◆ Exercise data
-- Opening Marker --

#![deny(missing_docs)]

//! # Operation Compiler
//!
//! Converts one [`Operation`] plus the active [`ClientSettings`] into a
//! [`MethodDescriptor`]: the fully resolved method signature, response
//! strategy, and request-construction steps for one generated client method.
//!
//! Compilation is total over the document — an operation is never skipped,
//! and unmappable schema types degrade to `object` in the type mapper — but
//! it is fatal on name collisions that survive sanitization, so an ambiguous
//! client is never emitted silently.

use crate::document::{
    Operation, Parameter, ParameterPosition, StatusCategory, TypeKind, TypeReference,
};
use crate::error::{GenResult, GeneratorError};
use crate::sanitize::{sanitize, IdentifierRole};
use crate::settings::ClientSettings;
use crate::types::{is_stream_eligible, map_type, Occurrence, TypeContext, TypeExpression};
use std::collections::{BTreeSet, HashSet};

/// C# name of the generated response-wrapper type.
pub const RESPONSE_WRAPPER_NAME: &str = "ApiResponse";

/// C# name of the generated disposable response-wrapper type.
pub const DISPOSABLE_WRAPPER_NAME: &str = "DisposableApiResponse";

/// C# name of the generated exception type.
pub const EXCEPTION_NAME: &str = "ApiException";

/// C# name of the streaming transport-content adapter.
pub const STREAMED_CONTENT_NAME: &str = "AsyncEnumerableContent";

/// How a generated method hands the response back to the caller.
///
/// Selected once per operation from the (large-array-response, wrap-responses)
/// decision table and carried on the descriptor; the emitter never
/// re-evaluates settings.
#[derive(Debug, Clone, Copy, PartialEq, Eq)]
pub enum ResponseStrategy {
    /// Return the mapped response type directly.
    Plain,
    /// Return a status/header-carrying wrapper around the mapped value.
    Wrapped,
    /// Return the streaming-element-producer type directly.
    Streamed,
    /// Return a disposable wrapper whose payload is the streaming producer.
    /// The wrapper exposes asynchronous disposal because disposing the
    /// producer may require releasing an open transport stream.
    StreamedWrapped,
}

/// Auxiliary support types a method may require.
///
/// Variant order is emission order; the assembler unions these per run and
/// the emitter renders each exactly once.
#[derive(Debug, Clone, Copy, PartialEq, Eq, PartialOrd, Ord)]
pub enum AuxiliaryType {
    /// `ApiException`, thrown on error statuses and unexpected empty bodies.
    Exception,
    /// `ApiResponse` / `ApiResponse<TResult>`.
    ResponseWrapper,
    /// `DisposableApiResponse<TResult>` implementing `IAsyncDisposable`.
    DisposableResponseWrapper,
    /// `AsyncEnumerableContent<T>`, the incremental request-body adapter.
    StreamedContentAdapter,
}

/// One compiled method parameter.
#[derive(Debug, Clone, PartialEq)]
pub struct ParameterDescriptor {
    /// Name as it appears in the API description (used on the wire).
    pub raw_name: String,
    /// Sanitized C# identifier.
    pub name: String,
    /// Where the parameter is carried.
    pub position: ParameterPosition,
    /// Resolved C# type.
    pub type_expr: TypeExpression,
    /// Whether the parameter must be supplied.
    pub required: bool,
    /// Optional C# default literal.
    pub default: Option<String>,
}

/// One request-construction step baked into the generated method body.
#[derive(Debug, Clone, PartialEq)]
pub enum RequestStep {
    /// Substitute a path parameter into the URL template.
    PathParameter {
        /// Placeholder name in the path template.
        raw: String,
        /// C# variable holding the value.
        var: String,
    },
    /// Append a query-string pair; optional parameters are skipped when null.
    QueryParameter {
        /// Wire name of the pair.
        raw: String,
        /// C# variable holding the value.
        var: String,
        /// Whether the pair is always appended.
        required: bool,
    },
    /// Add a request header.
    HeaderParameter {
        /// Wire name of the header.
        raw: String,
        /// C# variable holding the value.
        var: String,
    },
    /// Serialize the named parameter as a complete in-memory JSON body.
    BufferedBody {
        /// C# variable holding the body value.
        var: String,
    },
    /// Stream the named parameter through the incremental content adapter,
    /// never buffering the whole collection.
    StreamedBody {
        /// C# variable holding the producer.
        var: String,
        /// Element type of the streamed collection.
        element_type: String,
    },
}

/// The compiled form of one operation.
#[derive(Debug, Clone, PartialEq)]
pub struct MethodDescriptor {
    /// Raw operation name, kept for method-key matching and diagnostics.
    pub operation_name: String,
    /// Final C# method name (sanitized, `Async`-suffixed).
    pub name: String,
    /// HTTP method of the underlying request.
    pub http_method: String,
    /// URL path template of the underlying request.
    pub path: String,
    /// Parameters in declaration order.
    pub parameters: Vec<ParameterDescriptor>,
    /// The selected response-handling strategy.
    pub response_strategy: ResponseStrategy,
    /// Mapped success payload type, if the operation declares one. Already in
    /// streaming form when the strategy streams.
    pub payload_type: Option<TypeExpression>,
    /// Element type of the streamed response, set when the strategy streams
    /// (the emitter renders the async iterator over it).
    pub stream_element_type: Option<String>,
    /// Fully rendered C# return type of the method.
    pub return_type: String,
    /// Request-construction steps in execution order.
    pub steps: Vec<RequestStep>,
    /// Whether generated code must raise the unexpected-empty-body failure
    /// when a required response body is absent.
    pub ensure_body: bool,
    /// Auxiliary support types this method requires.
    pub required_auxiliaries: BTreeSet<AuxiliaryType>,
    /// Doc comment source.
    pub description: Option<String>,
    /// Whether the operation is deprecated.
    pub deprecated: bool,
}

impl MethodDescriptor {
    /// Renders the C# parameter list (types, names, default literals).
    pub fn render_parameter_list(&self) -> String {
        self.parameters
            .iter()
            .map(|p| match &p.default {
                Some(default) => format!("{} {} = {}", p.type_expr.render(), p.name, default),
                None => format!("{} {}", p.type_expr.render(), p.name),
            })
            .collect::<Vec<_>>()
            .join(", ")
    }
}

/// Compiles one operation into a method descriptor.
///
/// Never skips an operation; fails only on parameter-name collisions that
/// survive sanitization. Method-name collisions across an operation's tag
/// group are detected by the assembler, which sees all siblings.
pub fn compile(operation: &Operation, settings: &ClientSettings) -> GenResult<MethodDescriptor> {
    let method_name = format!(
        "{}Async",
        sanitize(&operation.name, IdentifierRole::Method)
    );

    let success = operation
        .responses
        .iter()
        .find(|r| r.category == StatusCategory::Success);
    let success_type = success.and_then(|r| r.type_ref.as_ref());

    // S column of the decision table: listed in the large-array-response set
    // and the success body is actually stream-eligible.
    let wants_streamed_response =
        settings.streams_response(&operation.tag, &operation.name);
    let streamed_response = match (wants_streamed_response, success_type) {
        (true, Some(t)) if is_stream_eligible(t) => true,
        (true, _) => {
            log::warn!(
                "{}.{} is in largeArrayResponseMethods but its success body is not a streamable array; using buffered response",
                operation.tag,
                operation.name
            );
            false
        }
        (false, _) => false,
    };

    let streamed_request = settings.streams_request(&operation.tag, &operation.name);

    let response_strategy = match (streamed_response, settings.wrap_responses) {
        (false, false) => ResponseStrategy::Plain,
        (false, true) => ResponseStrategy::Wrapped,
        (true, false) => ResponseStrategy::Streamed,
        (true, true) => ResponseStrategy::StreamedWrapped,
    };

    let payload_ctx = TypeContext {
        occurrence: Occurrence::Response,
        streamed: streamed_response,
    };
    let payload_type = success_type.map(|t| map_type(t, &payload_ctx));
    let stream_element_type = if streamed_response {
        success_type.map(|t| stream_element(t, Occurrence::Response))
    } else {
        None
    };

    let mut required_auxiliaries = BTreeSet::new();
    // Every method can throw on error statuses and empty bodies.
    required_auxiliaries.insert(AuxiliaryType::Exception);
    match response_strategy {
        ResponseStrategy::Plain | ResponseStrategy::Streamed => {}
        ResponseStrategy::Wrapped => {
            required_auxiliaries.insert(AuxiliaryType::ResponseWrapper);
        }
        ResponseStrategy::StreamedWrapped => {
            required_auxiliaries.insert(AuxiliaryType::ResponseWrapper);
            required_auxiliaries.insert(AuxiliaryType::DisposableResponseWrapper);
        }
    }

    let (parameters, steps) = compile_parameters(
        operation,
        &method_name,
        streamed_request,
        &mut required_auxiliaries,
    )?;

    let return_type = render_return_type(response_strategy, payload_type.as_ref());

    // A required success body that arrives empty must surface a distinct
    // failure, never a default value.
    let ensure_body = match success {
        Some(r) => r.type_ref.is_some() && !r.nullable,
        None => false,
    };

    Ok(MethodDescriptor {
        operation_name: operation.name.clone(),
        name: method_name,
        http_method: operation.method.clone(),
        path: operation.path.clone(),
        parameters,
        response_strategy,
        payload_type,
        stream_element_type,
        return_type,
        steps,
        ensure_body,
        required_auxiliaries,
        description: operation.description.clone(),
        deprecated: operation.deprecated,
    })
}

/// Maps and sanitizes all parameters, producing the request steps alongside.
fn compile_parameters(
    operation: &Operation,
    method_name: &str,
    streamed_request: bool,
    required_auxiliaries: &mut BTreeSet<AuxiliaryType>,
) -> GenResult<(Vec<ParameterDescriptor>, Vec<RequestStep>)> {
    let mut parameters = Vec::with_capacity(operation.parameters.len());
    let mut steps = Vec::new();
    let mut seen = HashSet::new();

    for param in &operation.parameters {
        let name = sanitize(&param.name, IdentifierRole::Parameter);
        if !seen.insert(name.clone()) {
            return Err(GeneratorError::DuplicateParameter {
                method: method_name.to_string(),
                parameter: name,
            });
        }

        let is_streamed_body =
            param.position == ParameterPosition::Body && streamed_request && {
                if is_stream_eligible(&param.type_ref) {
                    true
                } else {
                    log::warn!(
                        "{}.{} is in largeArrayRequestMethods but its body is not a streamable array; using buffered body",
                        operation.tag,
                        operation.name
                    );
                    false
                }
            };

        let ctx = TypeContext {
            occurrence: Occurrence::RequestParameter,
            streamed: is_streamed_body,
        };
        let type_expr = map_type(&param.type_ref, &ctx);

        steps.push(step_for(param, &name, is_streamed_body));
        if is_streamed_body {
            required_auxiliaries.insert(AuxiliaryType::StreamedContentAdapter);
        }

        parameters.push(ParameterDescriptor {
            raw_name: param.name.clone(),
            name,
            position: param.position,
            type_expr,
            required: param.required,
            default: param.default.clone(),
        });
    }

    Ok((parameters, steps))
}

fn step_for(param: &Parameter, var: &str, streamed_body: bool) -> RequestStep {
    match param.position {
        ParameterPosition::Path => RequestStep::PathParameter {
            raw: param.name.clone(),
            var: var.to_string(),
        },
        ParameterPosition::Query => RequestStep::QueryParameter {
            raw: param.name.clone(),
            var: var.to_string(),
            required: param.required,
        },
        ParameterPosition::Header => RequestStep::HeaderParameter {
            raw: param.name.clone(),
            var: var.to_string(),
        },
        ParameterPosition::Body => {
            if streamed_body {
                RequestStep::StreamedBody {
                    var: var.to_string(),
                    element_type: stream_element(&param.type_ref, Occurrence::RequestParameter),
                }
            } else {
                RequestStep::BufferedBody {
                    var: var.to_string(),
                }
            }
        }
    }
}

/// Element type of a streamed occurrence: the array element for arrays, the
/// mapped type itself for stream-eligible non-array bodies. Matches what the
/// streamed [`map_type`] form puts inside the producer.
fn stream_element(reference: &TypeReference, occurrence: Occurrence) -> String {
    match &reference.kind {
        TypeKind::Array(element) => {
            map_type(element, &TypeContext::buffered(occurrence)).render()
        }
        _ => {
            let mut base = reference.clone();
            base.nullable = false;
            map_type(&base, &TypeContext::buffered(occurrence)).render()
        }
    }
}

/// Renders the method return type for the selected strategy.
fn render_return_type(
    strategy: ResponseStrategy,
    payload: Option<&TypeExpression>,
) -> String {
    match strategy {
        ResponseStrategy::Plain => match payload {
            Some(p) => format!("System.Threading.Tasks.Task<{}>", p.render()),
            None => "System.Threading.Tasks.Task".to_string(),
        },
        ResponseStrategy::Wrapped => match payload {
            Some(p) => format!(
                "System.Threading.Tasks.Task<{}<{}>>",
                RESPONSE_WRAPPER_NAME,
                p.render()
            ),
            None => format!("System.Threading.Tasks.Task<{}>", RESPONSE_WRAPPER_NAME),
        },
        // The producer is returned directly: the method itself is the stream.
        ResponseStrategy::Streamed => payload
            .map(|p| p.render())
            .unwrap_or_else(|| "System.Threading.Tasks.Task".to_string()),
        ResponseStrategy::StreamedWrapped => match payload {
            Some(p) => format!(
                "System.Threading.Tasks.Task<{}<{}>>",
                DISPOSABLE_WRAPPER_NAME,
                p.render()
            ),
            None => format!("System.Threading.Tasks.Task<{}>", RESPONSE_WRAPPER_NAME),
        },
    }
}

-- Closing Marker --

◆ Activity
Whenever a line of the entries contains the string "empty", copy that line.

◆ Solution for this exercise
    /// `ApiException`, thrown on error statuses and unexpected empty bodies.
    /// Whether generated code must raise the unexpected-empty-body failure
    // Every method can throw on error statuses and empty bodies.
    // A required success body that arrives empty must surface a distinct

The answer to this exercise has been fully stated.